2017-08-10 / Business News


Hospital executive signs off after seven years at the helm of Jupiter Medical Center

As his tenure as chief executive officer of Jupiter Medical Center comes to an end, John Couris reflects on his seven years with pride and a love for all those who made the hospital’s success unfold.

“Jupiter Medical Center has a special place in my heart and will always have a special place in my heart,” Mr. Couris said during a phone interview a few days before his Aug. 11 departure. “It’s an excellent institution, a world-class institution with wonderful people in it, from our trustees to our volunteers to our doctors, nurses, team members to our philanthropists. We’ve got a really great community of people that either support the medical center or work within the medical center.”

Mr. Couris, 49, is headed to Tampa to become president and CEO of Tampa General Hospital, a private not-for-profit hospital with 1,011 beds and about 7,300 employees.

The 327-bed Jupiter Medical Center opened in 1979. 
COURTESY PHOTO The 327-bed Jupiter Medical Center opened in 1979. COURTESY PHOTO Opened in 1979, Jupiter Medical Center is a 327-bed not-for-profit regional medical center with 207 private acute-care hospital beds and 120 long-term care, sub-acute rehabilitation and hospice beds.

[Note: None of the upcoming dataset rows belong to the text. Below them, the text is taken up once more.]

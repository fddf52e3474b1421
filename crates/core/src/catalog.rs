//! Catalog service wire types.
//!
//! Read-only product and category records as served by the catalog
//! endpoints. Prices are decimal; timestamps arrive without a timezone
//! offset (the service serializes naive local datetimes).

use chrono::NaiveDateTime;
use rust_decimal::Decimal;
use serde::{Deserialize, Serialize};

use crate::types::{CategoryId, ProductId};

/// A product category.
#[derive(Debug, Clone, PartialEq, Eq, Serialize, Deserialize)]
#[serde(rename_all = "camelCase")]
pub struct Category {
    pub id: CategoryId,
    pub name: String,
    pub description: String,
    pub created_at: Option<NaiveDateTime>,
    pub updated_at: Option<NaiveDateTime>,
}

/// A catalog product.
#[derive(Debug, Clone, PartialEq, Serialize, Deserialize)]
#[serde(rename_all = "camelCase")]
pub struct Product {
    pub id: ProductId,
    pub name: String,
    pub description: String,
    /// Unit price in the store currency.
    pub price: Decimal,
    /// Units currently available.
    pub stock_quantity: u32,
    pub image_url: String,
    pub category: Category,
    pub created_at: Option<NaiveDateTime>,
    pub updated_at: Option<NaiveDateTime>,
}

impl Product {
    /// Whether the product has any stock left.
    #[must_use]
    pub const fn in_stock(&self) -> bool {
        self.stock_quantity > 0
    }
}

/// One page of catalog results.
///
/// The service wraps paginated responses in a Spring-style page envelope;
/// only the fields the client consumes are modeled, the rest are ignored
/// during deserialization.
#[derive(Debug, Clone, PartialEq, Serialize, Deserialize)]
#[serde(rename_all = "camelCase")]
pub struct ProductPage {
    /// Products on this page.
    pub content: Vec<Product>,
    /// Total pages available for the query.
    pub total_pages: u32,
    /// Total matching products across all pages.
    pub total_elements: u64,
    /// Zero-based index of this page.
    pub number: u32,
    /// Requested page size.
    pub size: u32,
    pub first: bool,
    pub last: bool,
}

impl ProductPage {
    /// Whether this page holds no products.
    #[must_use]
    pub fn is_empty(&self) -> bool {
        self.content.is_empty()
    }
}

#[cfg(test)]
#[allow(clippy::unwrap_used)]
mod tests {
    use super::*;

    fn sample_page_json() -> &'static str {
        r#"{
            "content": [{
                "id": 1,
                "name": "Walnut Desk",
                "description": "Solid walnut writing desk",
                "price": 249.99,
                "stockQuantity": 4,
                "imageUrl": "https://cdn.example.com/desk.jpg",
                "category": {
                    "id": 2,
                    "name": "Furniture",
                    "description": "Home furniture",
                    "createdAt": "2024-01-01T10:00:00",
                    "updatedAt": "2024-01-01T10:00:00"
                },
                "createdAt": "2024-01-02T09:30:00",
                "updatedAt": "2024-01-02T09:30:00",
                "orderItems": []
            }],
            "pageable": {"pageNumber": 0, "pageSize": 12},
            "totalPages": 1,
            "totalElements": 1,
            "number": 0,
            "size": 12,
            "first": true,
            "last": true,
            "numberOfElements": 1,
            "empty": false
        }"#
    }

    #[test]
    fn test_page_deserializes_ignoring_envelope_noise() {
        let page: ProductPage = serde_json::from_str(sample_page_json()).unwrap();
        assert_eq!(page.total_elements, 1);
        assert!(page.first && page.last);

        let product = page.content.first().unwrap();
        assert_eq!(product.id, ProductId::new(1));
        assert_eq!(product.price, Decimal::new(24_999, 2));
        assert_eq!(product.category.name, "Furniture");
        assert!(product.in_stock());
    }

    #[test]
    fn test_naive_timestamps_parse() {
        let page: ProductPage = serde_json::from_str(sample_page_json()).unwrap();
        let product = page.content.first().unwrap();
        let created = product.created_at.unwrap();
        assert_eq!(created.to_string(), "2024-01-02 09:30:00");
    }
}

Mr. Couris, who brought growth, nationwide publicity and increased community involvement to the hospital, said he was pleased with what had been accomplished while he was CEO.

“We’ve brought in a whole new system of care that’s patient-centered, that has cutting edge technology, cutting edge facilities and a real collaborative spirit,” he said.

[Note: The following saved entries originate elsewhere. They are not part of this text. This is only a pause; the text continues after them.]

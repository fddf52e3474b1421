//! Cart commands.
//!
//! The cart lives in the data directory and survives across invocations,
//! so `cart add` in one run and `cart show` in the next see the same lines.

use clap::Subcommand;

use shopfront_client::cart::ProductSnapshot;
use shopfront_client::checkout::PricingQuote;
use shopfront_client::error::Result;
use shopfront_core::types::ProductId;

use super::App;

#[derive(Subcommand)]
pub enum CartAction {
    /// Show the cart with an order summary
    Show,
    /// Add a product to the cart
    Add {
        product_id: i64,
        #[arg(short, long, default_value_t = 1)]
        quantity: u32,
    },
    /// Set the quantity of a cart line (0 removes it)
    Update { product_id: i64, quantity: i64 },
    /// Remove a product from the cart
    Remove { product_id: i64 },
    /// Empty the cart
    Clear,
}

pub async fn run(app: &mut App, action: CartAction) -> Result<()> {
    match action {
        CartAction::Show => show(app),
        CartAction::Add {
            product_id,
            quantity,
        } => {
            // The snapshot is captured from the live catalog once, at add
            // time; later catalog changes do not touch the cart.
            let product = app.api.product(ProductId::new(product_id)).await?;
            if quantity > product.stock_quantity {
                println!(
                    "Note: requested {quantity} but only {} in stock; the order may be rejected.",
                    product.stock_quantity
                );
            }
            app.cart.add(ProductSnapshot::from(&product), quantity);
            println!("Added {} x {}.", quantity, product.name);
        }
        CartAction::Update {
            product_id,
            quantity,
        } => {
            app.cart.update_quantity(ProductId::new(product_id), quantity);
            show(app);
        }
        CartAction::Remove { product_id } => {
            app.cart.remove(ProductId::new(product_id));
            show(app);
        }
        CartAction::Clear => {
            app.cart.clear();
            println!("Cart cleared.");
        }
    }
    Ok(())
}

fn show(app: &App) {
    if app.cart.is_empty() {
        println!("Your cart is empty. Add some products to get started!");
        return;
    }

    println!("Shopping Cart ({} items)", app.cart.total_items());
    for item in app.cart.items() {
        println!(
            "{:>4}  {:<40} {:>3} x ${:>8} = ${}",
            item.product.id,
            item.product.name,
            item.quantity,
            item.product.price,
            item.line_total()
        );
    }

    let quote = PricingQuote::for_cart(&app.cart);
    println!();
    println!("Subtotal: ${}", quote.subtotal);
    if quote.shipping.is_zero() {
        println!("Shipping: FREE");
    } else {
        println!("Shipping: ${}", quote.shipping);
    }
    println!("Tax:      ${}", quote.tax);
    println!("Total:    ${}", quote.total);

    if let Some(gap) = quote.free_shipping_gap() {
        println!();
        println!("Add ${gap} more for free shipping!");
    }
}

“I’m leaving it in a really good place,” he said. “Jupiter Medical Center is very strong, and people have to realize that. We’re number one in overall patient satisfaction. We’re No. 1 in likelihood-to-recommend. We’re an A-rated hospital for patient safety.”

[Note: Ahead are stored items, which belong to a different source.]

//! Error types for supervised execution.

use std::time::Duration;
use thiserror::Error;

/// Result type alias for execution operations.
pub type ExecResult<T> = std::result::Result<T, ExecError>;

/// Failure taxonomy for supervised execution.
///
/// The two classifications callers care most about are kept strictly
/// apart: [`ExecError::TimedOut`] means the supervisor terminated the
/// process because its budget elapsed, while [`ExecError::NonZeroExit`]
/// means the process finished on its own and reported failure. Only the
/// latter carries captured output; a timed-out execution discards it.
#[derive(Error, Debug, Clone)]
pub enum ExecError {
    #[error("Script write failed: {path} - {reason}")]
    ScriptWrite { path: String, reason: String },

    #[error("Spawn failed: {command} - {reason}")]
    SpawnFailed { command: String, reason: String },

    #[error("Execution timed out after {timeout:?}")]
    TimedOut { timeout: Duration },

    #[error("Non-zero exit code: {code:?}")]
    NonZeroExit {
        code: Option<i32>,
        /// Output captured before the process failed. Empty for
        /// executions that capture nothing (the supervisor path).
        output: Vec<u8>,
    },

    #[error("Kill failed for process group {pgid}: {reason}")]
    KillFailed { pgid: i32, reason: String },

    #[error("Process wait failed: {reason}")]
    WaitFailed { reason: String },

    #[error("Completion channel closed before a wait result was delivered")]
    CompletionChannelClosed,
}

impl ExecError {
    pub fn script_write(path: impl Into<String>, reason: impl Into<String>) -> Self {
        Self::ScriptWrite {
            path: path.into(),
            reason: reason.into(),
        }
    }

    pub fn spawn_failed(command: impl Into<String>, reason: impl Into<String>) -> Self {
        Self::SpawnFailed {
            command: command.into(),
            reason: reason.into(),
        }
    }

    pub fn timed_out(timeout: Duration) -> Self {
        Self::TimedOut { timeout }
    }

    pub fn non_zero_exit(code: Option<i32>, output: Vec<u8>) -> Self {
        Self::NonZeroExit { code, output }
    }

    pub fn kill_failed(pgid: i32, reason: impl Into<String>) -> Self {
        Self::KillFailed {
            pgid,
            reason: reason.into(),
        }
    }

    pub fn wait_failed(reason: impl Into<String>) -> Self {
        Self::WaitFailed {
            reason: reason.into(),
        }
    }

    /// Whether this error classifies the execution as deadline-exceeded.
    ///
    /// Deadline expiry is not automatically distinguishable from other
    /// failures; callers that need the distinction check it here.
    pub fn is_timed_out(&self) -> bool {
        matches!(self, Self::TimedOut { .. })
    }

    /// Output preserved alongside a failure, if this error carries any.
    ///
    /// Returns `Some` only for [`ExecError::NonZeroExit`]; partial output
    /// from a process that ran and failed is valuable for diagnosis,
    /// while output from a timed-out process is discarded by contract.
    pub fn partial_output(&self) -> Option<&[u8]> {
        match self {
            Self::NonZeroExit { output, .. } => Some(output),
            _ => None,
        }
    }

    /// Exit code, for failures that have one.
    pub fn exit_code(&self) -> Option<i32> {
        match self {
            Self::NonZeroExit { code, .. } => *code,
            _ => None,
        }
    }
}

And the center continues to grow.

“We broke ground on a new oncology building, a new center, and we’re going to start construction in about eight months,” he said. “Our open heart program will be up and running in June of 2018. Construction of our open heart operating rooms will begin in the next couple of months. We’re moving from a primary stroke center to a comprehensive stroke center. We’re opening up more urgent care centers.”

Some expansions during his tenure include the $12 million Margaret W. Niedland Breast Center, with a full spectrum of breast-health services, 3-D imaging, genetic testing and counseling and a healing garden; the $46 million Florence A. De George Pavilion, with 44 patient rooms, opened in January; and the Joe Namath Neurological Research Center, named after the football legend who was the first patient at the center.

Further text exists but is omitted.